Interpretability, Spurious Correlations, and Adversarial Vulnerabilities
Interpretability methods can elucidate model focus, yet models remain vulnerable to spurious correlations and adversarial perturbations.
Key Points
- Saliency/attention maps show spatial focus; over successive years, risk heatmaps increasingly localize to future lesion sites, differentiating short-horizon “occult disease” from long-horizon “tissue predisposition.”
- Models can infer patient attributes (age, BMI proxy, menopause status, density) from images, explaining limited additive value of questionnaires.
- Beware data leakage and spurious features (e.g., year/device changes, hospital identity) that inflate performance without learning pathology.
- Adversarial examples highlight theoretical vulnerabilities; secured pipelines and QA processes are essential.
Implementation Considerations and Modeling Strategy
Successful deployment demands tailored modeling and rigorous engineering beyond off-the-shelf components.
Key Points
- Layered approach: baseline architectures (“blue” = generic); domain adaptations (“gold” = advanced ML); task-specific innovations (“green” = custom methods) materially improve performance.

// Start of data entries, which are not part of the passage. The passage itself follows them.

use std::env;
use std::fs::File;
use std::io::Write;
use std::path::{Path, PathBuf};

use anyhow::{Context, Result};

// Put `memory.x` where the linker can find it and rebuild only when it
// changes.
fn memory(out: &Path) -> Result<()> {
    File::create(out.join("memory.x"))
        .and_then(|mut f| f.write_all(include_bytes!("memory.x")))
        .context("Saving memory.x")?;

    println!("cargo:rustc-link-search={}", out.display());
    println!("cargo:rerun-if-changed=memory.x");

    Ok(())
}

fn main() -> Result<()> {
    let out = PathBuf::from(env::var_os("OUT_DIR").context("Could not get OUT_DIR")?);
    memory(&out)
}
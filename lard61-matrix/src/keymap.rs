//! Keymap definitions and layer management for the lard61.
//!
//! Two fixed layers: the base layer and the function layer, which is active
//! while the Fn key is held. Every slot of the function layer is spelled out,
//! there is no fall-through to the base layer.

use crate::keycode::Keycode;
use crate::keyset::KeySet;
use crate::layout::{KeyIndex, COLS, ROWS};

/// Active keymap layer.
#[derive(Copy, Clone, Debug, PartialEq, Eq)]
#[cfg_attr(feature = "defmt", derive(defmt::Format))]
pub enum Layer {
    Base,
    Function,
}

impl Layer {
    pub const ALL: [Layer; 2] = [Layer::Base, Layer::Function];

    /// Function layer while the Fn key is in the stable state, base otherwise.
    pub fn resolve(stable: &KeySet) -> Self {
        if stable.contains(FN_KEY) {
            Layer::Function
        } else {
            Layer::Base
        }
    }

    pub fn table(self) -> &'static [[Keycode; COLS]; ROWS] {
        match self {
            Layer::Base => &BASE,
            Layer::Function => &FUNCTION,
        }
    }
}

/// Position of the Fn key, bottom row between RGui and RCtrl.
pub const FN_KEY: KeyIndex = KeyIndex::at(4, 10);

/// LCtrl + LAlt + Fn + R: restart into the USB bootloader.
pub const RECOVERY_CHORD: [KeyIndex; 4] = [
    KeyIndex::at(4, 0),
    KeyIndex::at(4, 2),
    FN_KEY,
    KeyIndex::at(1, 4),
];

/// Look up the output code of a matrix position on a layer.
pub fn map(key: KeyIndex, layer: Layer) -> Keycode {
    layer.table()[key.row().index()][key.col().index()]
}

/// No key at this matrix position, or the Fn key.
const ___: Keycode = Keycode::No;

/// Shorthand aliases for readability.
const ENT: Keycode = Keycode::Enter;
const ESC: Keycode = Keycode::Escape;
const BSP: Keycode = Keycode::Backspace;
const TAB: Keycode = Keycode::Tab;
const SPC: Keycode = Keycode::Space;
const DEL: Keycode = Keycode::Delete;
const CAPS: Keycode = Keycode::CapsLock;
const LCTL: Keycode = Keycode::LCtrl;
const LSFT: Keycode = Keycode::LShift;
const LALT: Keycode = Keycode::LAlt;
const LGUI: Keycode = Keycode::LGui;
const RCTL: Keycode = Keycode::RCtrl;
const RSFT: Keycode = Keycode::RShift;
const RALT: Keycode = Keycode::RAlt;
const RGUI: Keycode = Keycode::RGui;
const PGUP: Keycode = Keycode::PageUp;
const PGDN: Keycode = Keycode::PageDown;
const LEFT: Keycode = Keycode::Left;
const DOWN: Keycode = Keycode::Down;
const UP: Keycode = Keycode::Up;
const RGHT: Keycode = Keycode::Right;

/// Base layer: ANSI 60% QWERTY.
pub static BASE: [[Keycode; COLS]; ROWS] = [
    // Row 0: Esc, 1..0, -, =, Bksp
    [ESC, Keycode::N1, Keycode::N2, Keycode::N3, Keycode::N4, Keycode::N5, Keycode::N6,
     Keycode::N7, Keycode::N8, Keycode::N9, Keycode::N0, Keycode::Minus, Keycode::Equal, BSP],

    // Row 1: Tab, Q..P, [, ], \
    [TAB, Keycode::Q, Keycode::W, Keycode::E, Keycode::R, Keycode::T, Keycode::Y,
     Keycode::U, Keycode::I, Keycode::O, Keycode::P, Keycode::LBracket, Keycode::RBracket, Keycode::Backslash],

    // Row 2: Caps, A..L, ;, ', Enter, _unused
    [CAPS, Keycode::A, Keycode::S, Keycode::D, Keycode::F, Keycode::G, Keycode::H,
     Keycode::J, Keycode::K, Keycode::L, Keycode::Semicolon, Keycode::Quote, ENT, ___],

    // Row 3: LShift, Z../, RShift, _unused, _unused
    [LSFT, Keycode::Z, Keycode::X, Keycode::C, Keycode::V, Keycode::B, Keycode::N,
     Keycode::M, Keycode::Comma, Keycode::Dot, Keycode::Slash, RSFT, ___, ___],

    // Row 4: LCtrl, LGui, LAlt, Space, (no switches under the space bar),
    //        RAlt, RGui, Fn, RCtrl, _unused, _unused
    [LCTL, LGUI, LALT, SPC, ___, ___, ___,
     ___, RALT, RGUI, ___, RCTL, ___, ___],
];

/// Function layer, active while Fn is held.
///
/// Grave on Esc, F1-F12 on the number row, Delete on Bksp, PgUp/Up/PgDn/Home
/// on QWER, Left/Down/Right/End on ASDF, and arrows on P ; ' L for the right
/// hand.
pub static FUNCTION: [[Keycode; COLS]; ROWS] = [
    // Row 0
    [Keycode::Grave, Keycode::F1, Keycode::F2, Keycode::F3, Keycode::F4, Keycode::F5, Keycode::F6,
     Keycode::F7, Keycode::F8, Keycode::F9, Keycode::F10, Keycode::F11, Keycode::F12, DEL],

    // Row 1
    [TAB, PGUP, UP, PGDN, Keycode::Home, Keycode::T, Keycode::Y,
     Keycode::U, Keycode::I, Keycode::O, UP, Keycode::LBracket, Keycode::RBracket, Keycode::Backslash],

    // Row 2
    [CAPS, LEFT, DOWN, RGHT, Keycode::End, Keycode::G, Keycode::H,
     Keycode::J, Keycode::K, LEFT, DOWN, RGHT, ENT, ___],

    // Row 3
    [LSFT, Keycode::Z, Keycode::X, Keycode::C, Keycode::V, Keycode::B, Keycode::N,
     Keycode::M, Keycode::Comma, Keycode::Dot, Keycode::Slash, RSFT, ___, ___],

    // Row 4
    [LCTL, LGUI, LALT, SPC, ___, ___, ___,
     ___, RALT, RGUI, ___, RCTL, ___, ___],
];

#[cfg(test)]
mod tests {
    use super::*;

    #[test]
    fn layer_follows_fn_key() {
        let mut stable = KeySet::empty();
        assert_eq!(Layer::resolve(&stable), Layer::Base);
        stable.insert(KeyIndex::at(0, 1));
        assert_eq!(Layer::resolve(&stable), Layer::Base);
        stable.insert(FN_KEY);
        assert_eq!(Layer::resolve(&stable), Layer::Function);
        stable.remove(FN_KEY);
        assert_eq!(Layer::resolve(&stable), Layer::Base);
    }

    #[test]
    fn lookup_switches_tables() {
        let esc = KeyIndex::at(0, 0);
        assert_eq!(map(esc, Layer::Base), Keycode::Escape);
        assert_eq!(map(esc, Layer::Function), Keycode::Grave);
        let r = KeyIndex::at(1, 4);
        assert_eq!(map(r, Layer::Base), Keycode::R);
        assert_eq!(map(r, Layer::Function), Keycode::Home);
    }

    #[test]
    fn non_physical_positions_have_no_code() {
        for key in KeyIndex::all().filter(|k| !k.is_physical()) {
            assert_eq!(map(key, Layer::Base), Keycode::No, "{key}");
            assert_eq!(map(key, Layer::Function), Keycode::No, "{key}");
        }
    }

    #[test]
    fn fn_key_has_no_code() {
        assert!(FN_KEY.is_physical());
        assert!(map(FN_KEY, Layer::Base).is_none());
        assert!(map(FN_KEY, Layer::Function).is_none());
    }

    #[test]
    fn recovery_chord_keys() {
        let [ctrl, alt, fun, r] = RECOVERY_CHORD;
        assert_eq!(map(ctrl, Layer::Base), Keycode::LCtrl);
        assert_eq!(map(alt, Layer::Base), Keycode::LAlt);
        assert_eq!(fun, FN_KEY);
        assert_eq!(map(r, Layer::Base), Keycode::R);
    }
}
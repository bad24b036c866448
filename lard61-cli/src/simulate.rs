//! Replay a raw matrix trace through the scanner and pipeline.

use std::io::Write;

use anyhow::Result;
use lard61_matrix::{
    Col, Instant, KeyIndex, KeySet, KeyboardReport, Keycode, Layer, Line, MatrixIo, PinMap,
    Pipeline, PressedKeys, ScanCell, ScanConfig, ScanMode, Scanner,
};

use crate::trace::Sample;

/// Switches closed according to the current trace sample. A row reads high
/// while a column line with a closed switch on that row is asserted, so
/// columns sharing a line read as one.
struct TraceMatrix {
    pins: &'static PinMap,
    closed: KeySet,
    asserted: Option<u8>,
}

impl MatrixIo for TraceMatrix {
    fn write(&mut self, line: Line, high: bool) {
        if high {
            self.asserted = Some(line.gpio());
        } else if self.asserted == Some(line.gpio()) {
            self.asserted = None;
        }
    }

    fn read(&mut self, line: Line) -> bool {
        let (Some(row), Some(gpio)) = (self.pins.row_of(line), self.asserted) else {
            return false;
        };
        Col::all().any(|col| {
            self.pins.col_line(col).gpio() == gpio && self.closed.contains(KeyIndex::new(row, col))
        })
    }

    fn set_row_irq(&mut self, _line: Line, _enabled: bool) {}

    fn delay_us(&mut self, _us: u32) {}
}

/// What happened over a replay.
#[derive(Debug, Default, PartialEq, Eq)]
pub struct Summary {
    pub cycles: usize,
    pub report_changes: usize,
    pub reflash_at_ms: Option<u64>,
}

fn describe(report: &KeyboardReport) -> String {
    let bytes = report
        .to_bytes()
        .iter()
        .map(|b| format!("{b:02x}"))
        .collect::<Vec<_>>()
        .join(" ");
    let names = report
        .keys
        .iter()
        .filter(|&&k| k != 0)
        .map(|&k| name_of(k))
        .collect::<Vec<_>>()
        .join(" ");
    format!("{bytes}  [{names}]")
}

fn name_of(usage: u8) -> &'static str {
    Keycode::from_usage(usage).map_or("?", Keycode::display_name)
}

/// Feed every sample as one scan cycle, printing each report change.
pub fn run(
    samples: &[Sample],
    config: &ScanConfig,
    show_keys: bool,
    out: &mut impl Write,
) -> Result<Summary> {
    let config = ScanConfig {
        mode: ScanMode::Polled,
        ..*config
    };
    let cell = ScanCell::new();
    let io = TraceMatrix {
        pins: config.board.pins(),
        closed: KeySet::empty(),
        asserted: None,
    };
    let mut scanner = Scanner::new(io, &config, &cell);
    let mut pipeline = Pipeline::new(&config);

    let mut summary = Summary::default();
    let mut last_report = KeyboardReport::empty();
    let mut reflash = false;

    for sample in samples {
        scanner.io_mut().closed = sample.closed;
        let raw = scanner.scan();
        let cycle = pipeline.process(raw, Instant::from_ticks(sample.at_ms * 1000));
        summary.cycles += 1;

        if cycle.stable_changed && show_keys {
            writeln!(out, "{:>8} ms  stable ({} keys)", sample.at_ms, cycle.stable.len())?;
            for line in PressedKeys(&cycle.stable).to_string().lines() {
                writeln!(out, "             {line}")?;
            }
        }

        if cycle.report != last_report {
            let layer = match cycle.layer {
                Layer::Base => "",
                Layer::Function => "  (Fn)",
            };
            writeln!(out, "{:>8} ms  {}{layer}", sample.at_ms, describe(&cycle.report))?;
            last_report = cycle.report;
            summary.report_changes += 1;
        }

        if cycle.reflash_requested() && !reflash {
            writeln!(
                out,
                "{:>8} ms  reflash requested, firmware would reboot to BOOTSEL",
                sample.at_ms
            )?;
            if summary.reflash_at_ms.is_none() {
                summary.reflash_at_ms = Some(sample.at_ms);
            }
        }
        reflash = cycle.reflash_requested();
    }

    Ok(summary)
}

#[cfg(test)]
mod tests {
    use super::*;
    use crate::trace;
    use lard61_matrix::{Board, DebounceStrategy, Duration};

    fn replay(text: &str, config: &ScanConfig, show_keys: bool) -> (Summary, String) {
        let samples = trace::parse(text).unwrap();
        let mut out = Vec::new();
        let summary = run(&samples, config, show_keys, &mut out).unwrap();
        (summary, String::from_utf8(out).unwrap())
    }

    fn every_ms(from: u64, to: u64, keys: &str) -> String {
        (from..to).map(|t| format!("{t} {keys}\n")).collect()
    }

    #[test]
    fn held_key_produces_one_report_change() {
        let text = every_ms(10, 20, "") + &every_ms(20, 30, "0,1");
        let (summary, out) = replay(&text, &ScanConfig::default(), false);
        assert_eq!(summary.cycles, 20);
        assert_eq!(summary.report_changes, 1);
        assert_eq!(summary.reflash_at_ms, None);
        assert!(out.contains("25 ms  00 00 1e 00 00 00 00 00  [1]"), "{out}");
    }

    #[test]
    fn chord_is_reported_once() {
        let text = every_ms(10, 30, "4,0 4,2 4,10 1,4");
        let (summary, out) = replay(&text, &ScanConfig::default(), false);
        assert_eq!(summary.reflash_at_ms, Some(10));
        assert_eq!(out.matches("reflash requested").count(), 1);
        assert!(out.contains("(Fn)"));
    }

    #[test]
    fn per_key_and_threshold_options_apply() {
        let config = ScanConfig {
            debounce: DebounceStrategy::PerKey,
            debounce_threshold: Duration::millis(1),
            ..ScanConfig::default()
        };
        let text = every_ms(10, 20, "") + &every_ms(20, 25, "0,1");
        let (_, out) = replay(&text, &config, false);
        assert!(out.contains("22 ms  00 00 1e"), "{out}");
    }

    #[test]
    fn dev_board_aliases_shared_columns() {
        let config = ScanConfig::new(Board::PicoDev);
        let text = every_ms(10, 20, "0,0");
        let (_, out) = replay(&text, &config, true);
        // Columns 0 and 1 share a line: Esc and 1 both go down
        assert!(out.contains("pressed row=0 col=0"), "{out}");
        assert!(out.contains("pressed row=0 col=1"), "{out}");
    }
}
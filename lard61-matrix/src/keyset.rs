//! Fixed-size set of matrix positions.

use crate::layout::{Col, KeyIndex, Row, COLS, ROWS};

const ROW_MASK: u16 = (1 << COLS) - 1;

/// One bit per matrix position, stored as one word per row with bit `n`
/// standing for column `n`.
///
/// Used both for raw samples (switch closed during this scan) and for the
/// debounced state (key considered pressed).
#[derive(Copy, Clone, Debug, Default, PartialEq, Eq, Hash)]
#[cfg_attr(feature = "defmt", derive(defmt::Format))]
pub struct KeySet {
    rows: [u16; ROWS],
}

impl KeySet {
    pub const fn empty() -> Self {
        Self { rows: [0; ROWS] }
    }

    /// Build from per-row column bitmasks. Bits above `COLS` are dropped.
    pub const fn from_rows(rows: [u16; ROWS]) -> Self {
        let mut masked = [0; ROWS];
        let mut i = 0;
        while i < ROWS {
            masked[i] = rows[i] & ROW_MASK;
            i += 1;
        }
        Self { rows: masked }
    }

    pub const fn rows(&self) -> [u16; ROWS] {
        self.rows
    }

    /// Column bits of a single row.
    pub const fn row_bits(&self, row: Row) -> u16 {
        self.rows[row.index()]
    }

    pub const fn contains(&self, key: KeyIndex) -> bool {
        self.rows[key.row().index()] & (1 << key.col().index()) != 0
    }

    pub fn insert(&mut self, key: KeyIndex) {
        self.rows[key.row().index()] |= 1 << key.col().index();
    }

    pub fn remove(&mut self, key: KeyIndex) {
        self.rows[key.row().index()] &= !(1 << key.col().index());
    }

    pub fn set(&mut self, key: KeyIndex, pressed: bool) {
        if pressed {
            self.insert(key);
        } else {
            self.remove(key);
        }
    }

    pub fn is_empty(&self) -> bool {
        self.rows.iter().all(|&r| r == 0)
    }

    pub fn len(&self) -> usize {
        self.rows.iter().map(|r| r.count_ones() as usize).sum()
    }

    pub fn is_superset(&self, other: &KeySet) -> bool {
        self.rows
            .iter()
            .zip(other.rows.iter())
            .all(|(&mine, &theirs)| mine & theirs == theirs)
    }

    /// Members in scan order: row 0 left to right, then row 1, and so on.
    pub fn iter(&self) -> impl Iterator<Item = KeyIndex> + '_ {
        Row::all().flat_map(move |row| {
            let bits = self.rows[row.index()];
            Col::all()
                .filter(move |col| bits & (1 << col.index()) != 0)
                .map(move |col| KeyIndex::new(row, col))
        })
    }
}

impl FromIterator<KeyIndex> for KeySet {
    fn from_iter<I: IntoIterator<Item = KeyIndex>>(iter: I) -> Self {
        let mut set = KeySet::empty();
        for key in iter {
            set.insert(key);
        }
        set
    }
}

#[cfg(test)]
mod tests {
    use super::*;
    use std::vec::Vec;

    #[test]
    fn iterates_row_major() {
        let set: KeySet = [
            KeyIndex::at(3, 0),
            KeyIndex::at(0, 13),
            KeyIndex::at(0, 2),
            KeyIndex::at(1, 0),
        ]
        .into_iter()
        .collect();
        let order: Vec<usize> = set.iter().map(|k| k.index()).collect();
        assert_eq!(order, vec![2, 13, 14, 42]);
        assert_eq!(set.len(), 4);
    }

    #[test]
    fn from_rows_drops_out_of_range_bits() {
        let set = KeySet::from_rows([0xFFFF, 0, 0, 0, 0]);
        assert_eq!(set.len(), COLS);
        assert_eq!(set.row_bits(Row::new(0).unwrap()), ROW_MASK);
    }

    #[test]
    fn insert_remove() {
        let mut set = KeySet::empty();
        let k = KeyIndex::at(4, 10);
        set.set(k, true);
        assert!(set.contains(k));
        assert!(!set.is_empty());
        set.set(k, false);
        assert!(set.is_empty());
    }

    #[test]
    fn superset() {
        let a: KeySet = [KeyIndex::at(0, 1), KeyIndex::at(2, 2)].into_iter().collect();
        let b: KeySet = [KeyIndex::at(2, 2)].into_iter().collect();
        assert!(a.is_superset(&b));
        assert!(!b.is_superset(&a));
        assert!(a.is_superset(&KeySet::empty()));
    }
}
//! Raw matrix traces for `simulate`.
//!
//! One sample per line: a timestamp in milliseconds followed by the closed
//! switches as `row,col` pairs. `#` starts a comment.
//!
//! ```text
//! # press 1, then Fn + Esc
//! 0
//! 10 0,1
//! 30 0,0 4,10
//! ```

use anyhow::{bail, Context, Result};
use lard61_matrix::{Col, KeyIndex, KeySet, Row};

/// One raw matrix sample.
#[derive(Debug, Clone, PartialEq, Eq)]
pub struct Sample {
    pub at_ms: u64,
    pub closed: KeySet,
}

fn parse_key(token: &str) -> Result<KeyIndex> {
    let (row, col) = token
        .split_once(',')
        .with_context(|| format!("expected row,col but got {token:?}"))?;
    let row: usize = row.trim().parse().with_context(|| format!("bad row in {token:?}"))?;
    let col: usize = col.trim().parse().with_context(|| format!("bad column in {token:?}"))?;

    match (Row::new(row), Col::new(col)) {
        (Some(row), Some(col)) => Ok(KeyIndex::new(row, col)),
        (None, _) => bail!("row {row} is outside the matrix"),
        (_, None) => bail!("column {col} is outside the matrix"),
    }
}

fn parse_line(line: &str) -> Result<Option<Sample>> {
    let content = line.split('#').next().unwrap_or("").trim();
    let mut tokens = content.split_whitespace();
    let Some(time) = tokens.next() else {
        return Ok(None);
    };

    let at_ms: u64 = time
        .parse()
        .with_context(|| format!("bad timestamp {time:?}"))?;
    // The pipeline clock counts microseconds
    if at_ms.checked_mul(1000).is_none() {
        bail!("timestamp {at_ms} ms is out of range");
    }
    let closed = tokens.map(parse_key).collect::<Result<KeySet>>()?;

    Ok(Some(Sample { at_ms, closed }))
}

/// Parse a whole trace. Timestamps must not go backwards.
pub fn parse(text: &str) -> Result<Vec<Sample>> {
    let mut samples: Vec<Sample> = Vec::new();

    for (n, line) in text.lines().enumerate() {
        let Some(sample) = parse_line(line).with_context(|| format!("line {}", n + 1))? else {
            continue;
        };
        if let Some(prev) = samples.last() {
            if sample.at_ms < prev.at_ms {
                bail!(
                    "line {}: timestamp {} ms is before the previous sample at {} ms",
                    n + 1,
                    sample.at_ms,
                    prev.at_ms
                );
            }
        }
        samples.push(sample);
    }

    Ok(samples)
}

#[cfg(test)]
mod tests {
    use super::*;

    #[test]
    fn parses_samples_and_skips_comments() {
        let text = "# header\n\n0\n10 0,1   # the 1 key\n12 4,10 0,0\n";
        let samples = parse(text).unwrap();
        assert_eq!(samples.len(), 3);
        assert_eq!(samples[0], Sample { at_ms: 0, closed: KeySet::empty() });
        assert_eq!(samples[1].at_ms, 10);
        assert!(samples[1].closed.contains(KeyIndex::at(0, 1)));
        assert_eq!(samples[2].closed.len(), 2);
        assert!(samples[2].closed.contains(KeyIndex::at(4, 10)));
    }

    #[test]
    fn same_timestamp_is_allowed() {
        let samples = parse("5 1,1\n5 1,2\n").unwrap();
        assert_eq!(samples.len(), 2);
    }

    #[test]
    fn rejects_time_going_backwards() {
        let err = parse("10\n9 0,0\n").unwrap_err();
        assert!(err.to_string().contains("line 2"), "{err}");
    }

    #[test]
    fn rejects_positions_outside_matrix() {
        let err = parse("0 5,0\n").unwrap_err();
        assert!(format!("{err:#}").contains("row 5"), "{err:#}");

        let err = parse("0 0,14\n").unwrap_err();
        assert!(format!("{err:#}").contains("column 14"), "{err:#}");
    }

    #[test]
    fn rejects_timestamps_past_the_clock() {
        let err = parse("0\n18446744073709552 0,0\n").unwrap_err();
        assert!(format!("{err:#}").contains("out of range"), "{err:#}");
        assert!(parse("18446744073709551 0,0\n").is_ok());
    }

    #[test]
    fn rejects_malformed_tokens() {
        assert!(parse("x 0,1\n").is_err());
        assert!(parse("0 01\n").is_err());
        assert!(parse("0 a,1\n").is_err());
    }
}
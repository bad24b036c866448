//! USB HID keycodes used by the lard61.
//! See USB HID Usage Tables, Section 10 (Keyboard/Keypad Page 0x07).

/// Declares `Keycode` with its usage IDs and the short labels used by the
/// layout renderer, keeping the three in one table.
macro_rules! keycodes {
    ($($(#[$meta:meta])* $name:ident = $usage:literal $label:literal,)*) => {
        #[derive(Copy, Clone, Debug, PartialEq, Eq)]
        #[cfg_attr(feature = "defmt", derive(defmt::Format))]
        #[repr(u8)]
        pub enum Keycode {
            $($(#[$meta])* $name = $usage,)*
        }

        impl Keycode {
            /// Every keycode, in usage order.
            pub const ALL: &'static [Keycode] = &[$(Keycode::$name,)*];

            /// Short label for layout visualizations.
            pub fn display_name(self) -> &'static str {
                match self {
                    $(Keycode::$name => $label,)*
                }
            }

            /// Keycode with the given usage ID, if the lard61 uses it.
            pub fn from_usage(usage: u8) -> Option<Self> {
                match usage {
                    $($usage => Some(Keycode::$name),)*
                    _ => None,
                }
            }
        }
    };
}

keycodes! {
    /// No code: unused matrix position or the function key itself
    No = 0x00 "",

    A = 0x04 "A",  B = 0x05 "B",  C = 0x06 "C",  D = 0x07 "D",
    E = 0x08 "E",  F = 0x09 "F",  G = 0x0A "G",  H = 0x0B "H",
    I = 0x0C "I",  J = 0x0D "J",  K = 0x0E "K",  L = 0x0F "L",
    M = 0x10 "M",  N = 0x11 "N",  O = 0x12 "O",  P = 0x13 "P",
    Q = 0x14 "Q",  R = 0x15 "R",  S = 0x16 "S",  T = 0x17 "T",
    U = 0x18 "U",  V = 0x19 "V",  W = 0x1A "W",  X = 0x1B "X",
    Y = 0x1C "Y",  Z = 0x1D "Z",

    N1 = 0x1E "1", N2 = 0x1F "2", N3 = 0x20 "3", N4 = 0x21 "4", N5 = 0x22 "5",
    N6 = 0x23 "6", N7 = 0x24 "7", N8 = 0x25 "8", N9 = 0x26 "9", N0 = 0x27 "0",

    Enter = 0x28 "Ent",
    Escape = 0x29 "Esc",
    Backspace = 0x2A "Bksp",
    Tab = 0x2B "Tab",
    Space = 0x2C "Spc",
    Minus = 0x2D "-",
    Equal = 0x2E "=",
    LBracket = 0x2F "[",
    RBracket = 0x30 "]",
    Backslash = 0x31 "\\",
    Semicolon = 0x33 ";",
    Quote = 0x34 "'",
    Grave = 0x35 "`",
    Comma = 0x36 ",",
    Dot = 0x37 ".",
    Slash = 0x38 "/",
    CapsLock = 0x39 "Caps",

    F1 = 0x3A "F1",   F2 = 0x3B "F2",   F3 = 0x3C "F3",   F4 = 0x3D "F4",
    F5 = 0x3E "F5",   F6 = 0x3F "F6",   F7 = 0x40 "F7",   F8 = 0x41 "F8",
    F9 = 0x42 "F9",   F10 = 0x43 "F10", F11 = 0x44 "F11", F12 = 0x45 "F12",

    Home = 0x4A "Home",
    PageUp = 0x4B "PgUp",
    Delete = 0x4C "Del",
    End = 0x4D "End",
    PageDown = 0x4E "PgDn",
    Right = 0x4F "\u{2192}",
    Left = 0x50 "\u{2190}",
    Down = 0x51 "\u{2193}",
    Up = 0x52 "\u{2191}",

    // Reported in the key array like any other usage
    LCtrl = 0xE0 "Ctrl",
    LShift = 0xE1 "Shft",
    LAlt = 0xE2 "Alt",
    LGui = 0xE3 "Gui",
    RCtrl = 0xE4 "RCtl",
    RShift = 0xE5 "RSft",
    RAlt = 0xE6 "RAlt",
    RGui = 0xE7 "RGui",
}

impl Keycode {
    /// HID usage ID.
    pub const fn usage(self) -> u8 {
        self as u8
    }

    pub fn is_modifier(self) -> bool {
        (0xE0..=0xE7).contains(&self.usage())
    }

    /// Check for the "no code" sentinel.
    pub fn is_none(self) -> bool {
        self == Keycode::No
    }
}

#[cfg(test)]
mod tests {
    use super::*;

    #[test]
    fn usage_lookup_is_inverse() {
        for &code in Keycode::ALL {
            assert_eq!(Keycode::from_usage(code.usage()), Some(code));
        }
        // Non-US # is not on the board
        assert_eq!(Keycode::from_usage(0x32), None);
    }

    #[test]
    fn modifiers_are_the_e0_block() {
        let modifiers = Keycode::ALL.iter().filter(|k| k.is_modifier()).count();
        assert_eq!(modifiers, 8);
        assert!(!Keycode::CapsLock.is_modifier());
        assert_eq!(Keycode::RGui.usage(), 0xE7);
    }
}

- Multi-view aggregation, cross-device/domain adaptation, and time-to-event risk modeling are crucial for mammography risk prediction.
- Train/dev/test segregation with locked test evaluation prevents optimistic bias; calibration and decision thresholds should align with clinical workflows.
Common Pitfalls in AI for Imaging Risk Prediction
Missteps in data and design can mislead development and hinder translation.
Key Points
- Artificially easy datasets (e.g., large, obvious tumors) overestimate performance; focus on clinically challenging, contemporary cases.
- Excluding subgroups (e.g., small breasts) limits applicability and propagates inequity.
- Missing tumor registry linkage, inadequate follow-up, or proxy labels impair outcome validity.
- Ignoring device/version shifts and site differences degrades robustness.
- Overreliance on “plug-and-play” tools can yield subpar models; domain-specific customization is often necessary.
Future Directions: From Prediction to Insight
Beyond prediction, AI can advance disease understanding and personalized care by integrating multimodal data and revealing latent biology.
Key Points
- Use large-scale real-world data to complement trial evidence and guide individualized screening, prevention, and surveillance.
- Translate model behavior into mechanistic hypotheses (e.g., tissue microenvironment signatures of susceptibility).
- Expand to multimodal fusion (pathology, genomics, clinical text) to refine risk stratification and therapeutic decisions.
Conclusion
AI-driven, outcome-based imaging models markedly improve breast cancer risk prediction over traditional tools, enabling targeted, equitable screening. Real-world clinical deployment requires precise outcome definition, rigorous external validation, bias auditing, interpretability, and device-aware modeling. With careful curation and implementation, these systems can shift practice from coarse biomarkers to individualized, data-rich risk assessment and ultimately generate new insights into disease biology and care.